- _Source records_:

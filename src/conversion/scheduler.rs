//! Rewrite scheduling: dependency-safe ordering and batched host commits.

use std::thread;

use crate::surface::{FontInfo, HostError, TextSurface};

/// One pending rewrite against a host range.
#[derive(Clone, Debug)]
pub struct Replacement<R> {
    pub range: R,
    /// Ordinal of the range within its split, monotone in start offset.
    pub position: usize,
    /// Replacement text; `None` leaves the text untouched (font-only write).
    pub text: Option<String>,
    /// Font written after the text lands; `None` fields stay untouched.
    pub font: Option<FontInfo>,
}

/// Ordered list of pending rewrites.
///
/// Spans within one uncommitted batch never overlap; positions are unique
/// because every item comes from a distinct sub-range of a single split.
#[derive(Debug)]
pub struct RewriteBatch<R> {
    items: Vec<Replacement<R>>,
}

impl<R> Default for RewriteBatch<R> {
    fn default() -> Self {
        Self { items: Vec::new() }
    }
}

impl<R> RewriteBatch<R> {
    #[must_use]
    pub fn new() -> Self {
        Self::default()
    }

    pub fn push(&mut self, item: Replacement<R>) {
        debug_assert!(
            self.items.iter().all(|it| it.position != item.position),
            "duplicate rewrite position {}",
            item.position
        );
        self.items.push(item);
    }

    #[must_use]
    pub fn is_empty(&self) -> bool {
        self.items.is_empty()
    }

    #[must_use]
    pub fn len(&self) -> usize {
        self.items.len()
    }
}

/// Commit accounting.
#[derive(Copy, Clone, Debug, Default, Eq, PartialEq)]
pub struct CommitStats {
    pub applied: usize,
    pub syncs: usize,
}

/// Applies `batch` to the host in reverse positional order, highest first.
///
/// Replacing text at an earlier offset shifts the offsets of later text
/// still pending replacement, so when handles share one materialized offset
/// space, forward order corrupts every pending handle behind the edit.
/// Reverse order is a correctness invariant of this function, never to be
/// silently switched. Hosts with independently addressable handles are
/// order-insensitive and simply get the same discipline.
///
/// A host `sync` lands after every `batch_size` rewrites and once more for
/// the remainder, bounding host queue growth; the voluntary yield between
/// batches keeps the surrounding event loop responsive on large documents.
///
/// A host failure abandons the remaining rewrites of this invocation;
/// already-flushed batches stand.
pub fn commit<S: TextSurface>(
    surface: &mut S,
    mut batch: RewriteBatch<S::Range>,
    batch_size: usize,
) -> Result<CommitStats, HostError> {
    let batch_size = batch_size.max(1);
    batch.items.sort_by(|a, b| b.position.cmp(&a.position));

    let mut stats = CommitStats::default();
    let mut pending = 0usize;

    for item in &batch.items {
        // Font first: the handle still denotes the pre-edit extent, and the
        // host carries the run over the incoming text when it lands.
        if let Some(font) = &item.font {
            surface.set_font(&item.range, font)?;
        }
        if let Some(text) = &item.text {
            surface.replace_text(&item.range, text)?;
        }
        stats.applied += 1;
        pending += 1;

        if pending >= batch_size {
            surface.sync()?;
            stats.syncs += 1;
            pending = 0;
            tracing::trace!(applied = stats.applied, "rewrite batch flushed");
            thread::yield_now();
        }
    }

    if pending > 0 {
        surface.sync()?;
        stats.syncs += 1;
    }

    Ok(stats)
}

---

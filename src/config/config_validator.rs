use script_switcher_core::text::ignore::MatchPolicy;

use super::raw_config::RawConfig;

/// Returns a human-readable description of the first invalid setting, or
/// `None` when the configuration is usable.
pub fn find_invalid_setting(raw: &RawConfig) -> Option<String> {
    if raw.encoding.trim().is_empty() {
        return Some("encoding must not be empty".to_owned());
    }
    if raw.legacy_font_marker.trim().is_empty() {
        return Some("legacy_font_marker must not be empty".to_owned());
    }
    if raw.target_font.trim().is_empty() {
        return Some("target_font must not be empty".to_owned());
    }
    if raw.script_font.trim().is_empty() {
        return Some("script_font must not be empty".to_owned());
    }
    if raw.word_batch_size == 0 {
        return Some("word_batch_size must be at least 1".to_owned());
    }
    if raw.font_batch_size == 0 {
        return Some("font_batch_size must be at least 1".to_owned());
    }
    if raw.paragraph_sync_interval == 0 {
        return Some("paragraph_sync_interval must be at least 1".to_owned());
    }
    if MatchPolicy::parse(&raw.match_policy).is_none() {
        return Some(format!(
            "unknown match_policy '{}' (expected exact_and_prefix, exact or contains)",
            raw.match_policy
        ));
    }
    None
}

--

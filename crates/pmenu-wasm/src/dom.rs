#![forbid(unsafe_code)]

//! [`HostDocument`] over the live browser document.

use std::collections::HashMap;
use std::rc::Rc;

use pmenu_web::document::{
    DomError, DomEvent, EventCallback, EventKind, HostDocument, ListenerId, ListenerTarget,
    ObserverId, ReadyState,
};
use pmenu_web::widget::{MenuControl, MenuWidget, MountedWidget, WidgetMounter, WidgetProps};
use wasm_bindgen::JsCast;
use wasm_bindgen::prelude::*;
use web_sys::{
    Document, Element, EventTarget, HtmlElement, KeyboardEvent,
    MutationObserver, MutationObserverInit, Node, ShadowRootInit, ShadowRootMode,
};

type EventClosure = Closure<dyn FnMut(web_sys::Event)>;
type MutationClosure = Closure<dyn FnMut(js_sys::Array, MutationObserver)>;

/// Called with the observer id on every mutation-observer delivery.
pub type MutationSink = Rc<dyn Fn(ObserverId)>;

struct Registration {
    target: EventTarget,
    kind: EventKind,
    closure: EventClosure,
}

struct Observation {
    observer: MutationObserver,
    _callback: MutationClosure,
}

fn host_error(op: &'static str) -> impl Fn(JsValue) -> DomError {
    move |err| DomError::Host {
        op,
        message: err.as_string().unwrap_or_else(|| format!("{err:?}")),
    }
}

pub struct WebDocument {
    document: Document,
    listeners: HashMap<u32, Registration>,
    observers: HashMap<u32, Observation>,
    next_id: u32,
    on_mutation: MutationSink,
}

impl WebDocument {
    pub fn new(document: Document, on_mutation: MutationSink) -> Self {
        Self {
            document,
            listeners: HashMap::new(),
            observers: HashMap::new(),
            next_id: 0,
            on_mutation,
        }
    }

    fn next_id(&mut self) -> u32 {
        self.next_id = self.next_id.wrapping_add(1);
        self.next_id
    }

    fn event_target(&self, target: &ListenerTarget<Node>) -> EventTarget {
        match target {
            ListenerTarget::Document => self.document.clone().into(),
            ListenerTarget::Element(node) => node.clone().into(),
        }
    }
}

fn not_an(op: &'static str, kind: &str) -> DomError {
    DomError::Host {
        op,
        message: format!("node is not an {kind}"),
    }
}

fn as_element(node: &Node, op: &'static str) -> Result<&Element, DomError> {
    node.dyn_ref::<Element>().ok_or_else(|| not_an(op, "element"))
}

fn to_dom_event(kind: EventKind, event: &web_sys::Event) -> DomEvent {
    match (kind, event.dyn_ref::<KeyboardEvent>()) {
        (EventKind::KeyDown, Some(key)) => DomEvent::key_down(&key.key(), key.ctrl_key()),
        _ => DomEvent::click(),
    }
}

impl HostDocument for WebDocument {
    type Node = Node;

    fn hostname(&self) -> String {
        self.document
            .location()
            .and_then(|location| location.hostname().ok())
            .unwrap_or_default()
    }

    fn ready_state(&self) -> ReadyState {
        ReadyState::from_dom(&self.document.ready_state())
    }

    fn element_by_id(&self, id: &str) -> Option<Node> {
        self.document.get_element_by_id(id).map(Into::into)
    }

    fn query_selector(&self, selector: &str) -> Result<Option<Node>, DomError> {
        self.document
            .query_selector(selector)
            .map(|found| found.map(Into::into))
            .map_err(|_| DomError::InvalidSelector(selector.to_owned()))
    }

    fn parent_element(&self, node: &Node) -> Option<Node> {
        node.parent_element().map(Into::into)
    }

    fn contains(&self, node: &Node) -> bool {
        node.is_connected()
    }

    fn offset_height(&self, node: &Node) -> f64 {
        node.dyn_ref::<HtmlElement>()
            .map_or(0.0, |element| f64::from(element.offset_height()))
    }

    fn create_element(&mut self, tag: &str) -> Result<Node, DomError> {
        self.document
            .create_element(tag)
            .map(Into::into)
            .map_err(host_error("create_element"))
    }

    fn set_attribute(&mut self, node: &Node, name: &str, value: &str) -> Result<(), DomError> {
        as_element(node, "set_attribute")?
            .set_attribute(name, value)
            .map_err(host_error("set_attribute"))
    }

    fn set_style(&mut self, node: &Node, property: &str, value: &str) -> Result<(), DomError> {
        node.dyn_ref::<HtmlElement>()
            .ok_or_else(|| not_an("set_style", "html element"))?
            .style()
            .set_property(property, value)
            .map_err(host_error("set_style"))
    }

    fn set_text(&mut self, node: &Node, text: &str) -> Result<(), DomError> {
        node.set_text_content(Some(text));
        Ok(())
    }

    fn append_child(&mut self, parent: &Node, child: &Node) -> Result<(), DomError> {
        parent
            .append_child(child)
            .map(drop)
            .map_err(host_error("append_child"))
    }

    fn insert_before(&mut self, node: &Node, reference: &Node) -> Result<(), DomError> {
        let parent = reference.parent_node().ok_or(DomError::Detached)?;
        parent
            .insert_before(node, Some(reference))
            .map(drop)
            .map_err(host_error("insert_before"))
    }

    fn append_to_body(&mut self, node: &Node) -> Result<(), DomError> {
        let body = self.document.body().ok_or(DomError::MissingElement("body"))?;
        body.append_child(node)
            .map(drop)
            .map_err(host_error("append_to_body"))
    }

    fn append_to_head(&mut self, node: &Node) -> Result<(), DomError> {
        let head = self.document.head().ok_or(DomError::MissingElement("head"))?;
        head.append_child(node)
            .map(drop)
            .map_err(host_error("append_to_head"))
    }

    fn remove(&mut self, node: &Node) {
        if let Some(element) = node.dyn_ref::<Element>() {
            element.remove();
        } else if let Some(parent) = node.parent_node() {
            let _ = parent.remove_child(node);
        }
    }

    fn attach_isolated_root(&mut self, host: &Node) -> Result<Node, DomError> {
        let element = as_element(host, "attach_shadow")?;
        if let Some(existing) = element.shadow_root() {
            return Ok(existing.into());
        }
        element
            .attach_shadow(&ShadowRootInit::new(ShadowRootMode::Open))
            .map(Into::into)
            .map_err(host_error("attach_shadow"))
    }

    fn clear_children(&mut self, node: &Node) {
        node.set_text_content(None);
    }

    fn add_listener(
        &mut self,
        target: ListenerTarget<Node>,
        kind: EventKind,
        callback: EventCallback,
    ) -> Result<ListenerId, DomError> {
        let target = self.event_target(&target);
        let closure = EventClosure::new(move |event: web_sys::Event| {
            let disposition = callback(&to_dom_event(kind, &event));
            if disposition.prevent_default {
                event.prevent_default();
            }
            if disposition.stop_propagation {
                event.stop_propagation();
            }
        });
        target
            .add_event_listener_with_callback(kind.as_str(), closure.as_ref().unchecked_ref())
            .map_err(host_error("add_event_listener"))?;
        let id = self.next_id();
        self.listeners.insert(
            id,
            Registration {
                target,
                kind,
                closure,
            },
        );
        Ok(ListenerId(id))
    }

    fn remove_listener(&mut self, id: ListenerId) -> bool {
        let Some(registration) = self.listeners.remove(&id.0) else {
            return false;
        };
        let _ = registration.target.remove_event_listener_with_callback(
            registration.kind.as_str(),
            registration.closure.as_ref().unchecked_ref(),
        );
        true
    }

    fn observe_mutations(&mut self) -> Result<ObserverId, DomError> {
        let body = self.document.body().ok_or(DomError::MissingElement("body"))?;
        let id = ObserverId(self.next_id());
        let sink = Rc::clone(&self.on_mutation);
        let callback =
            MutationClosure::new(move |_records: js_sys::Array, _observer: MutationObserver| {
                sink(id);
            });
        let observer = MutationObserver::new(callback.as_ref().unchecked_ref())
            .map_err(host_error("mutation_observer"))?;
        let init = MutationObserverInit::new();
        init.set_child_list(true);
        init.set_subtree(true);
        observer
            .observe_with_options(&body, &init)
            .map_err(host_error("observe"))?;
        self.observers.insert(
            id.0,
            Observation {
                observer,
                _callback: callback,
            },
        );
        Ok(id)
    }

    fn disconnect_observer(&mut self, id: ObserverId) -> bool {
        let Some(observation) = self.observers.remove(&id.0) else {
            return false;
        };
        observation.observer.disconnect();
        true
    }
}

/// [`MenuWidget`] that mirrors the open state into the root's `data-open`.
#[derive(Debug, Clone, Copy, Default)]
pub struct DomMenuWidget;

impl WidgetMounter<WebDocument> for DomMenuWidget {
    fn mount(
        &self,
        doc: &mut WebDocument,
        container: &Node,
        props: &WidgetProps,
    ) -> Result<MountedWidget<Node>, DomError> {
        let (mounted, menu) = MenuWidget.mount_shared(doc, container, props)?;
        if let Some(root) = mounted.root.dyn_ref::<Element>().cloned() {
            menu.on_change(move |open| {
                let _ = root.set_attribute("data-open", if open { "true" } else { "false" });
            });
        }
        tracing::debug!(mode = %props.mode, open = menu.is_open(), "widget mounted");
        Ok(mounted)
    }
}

- _YOUR ASSIGNMENT_: An exact copy of the lines above, from the one containing "filename src/conversion/scheduler.rs" down to the one containing "pub fn is_empty(&self)" and including both, is the whole answer; retype it and nothing else.

- _ANSWER TO THE PROBLEM_:
filename src/conversion/scheduler.rs
//! Rewrite scheduling: dependency-safe ordering and batched host commits.

use std::thread;

use crate::surface::{FontInfo, HostError, TextSurface};

/// One pending rewrite against a host range.
#[derive(Clone, Debug)]
pub struct Replacement<R> {
    pub range: R,
    /// Ordinal of the range within its split, monotone in start offset.
    pub position: usize,
    /// Replacement text; `None` leaves the text untouched (font-only write).
    pub text: Option<String>,
    /// Font written after the text lands; `None` fields stay untouched.
    pub font: Option<FontInfo>,
}

/// Ordered list of pending rewrites.
///
/// Spans within one uncommitted batch never overlap; positions are unique
/// because every item comes from a distinct sub-range of a single split.
#[derive(Debug)]
pub struct RewriteBatch<R> {
    items: Vec<Replacement<R>>,
}

impl<R> Default for RewriteBatch<R> {
    fn default() -> Self {
        Self { items: Vec::new() }
    }
}

impl<R> RewriteBatch<R> {
    #[must_use]
    pub fn new() -> Self {
        Self::default()
    }

    pub fn push(&mut self, item: Replacement<R>) {
        debug_assert!(
            self.items.iter().all(|it| it.position != item.position),
            "duplicate rewrite position {}",
            item.position
        );
        self.items.push(item);
    }

    #[must_use]
    pub fn is_empty(&self) -> bool {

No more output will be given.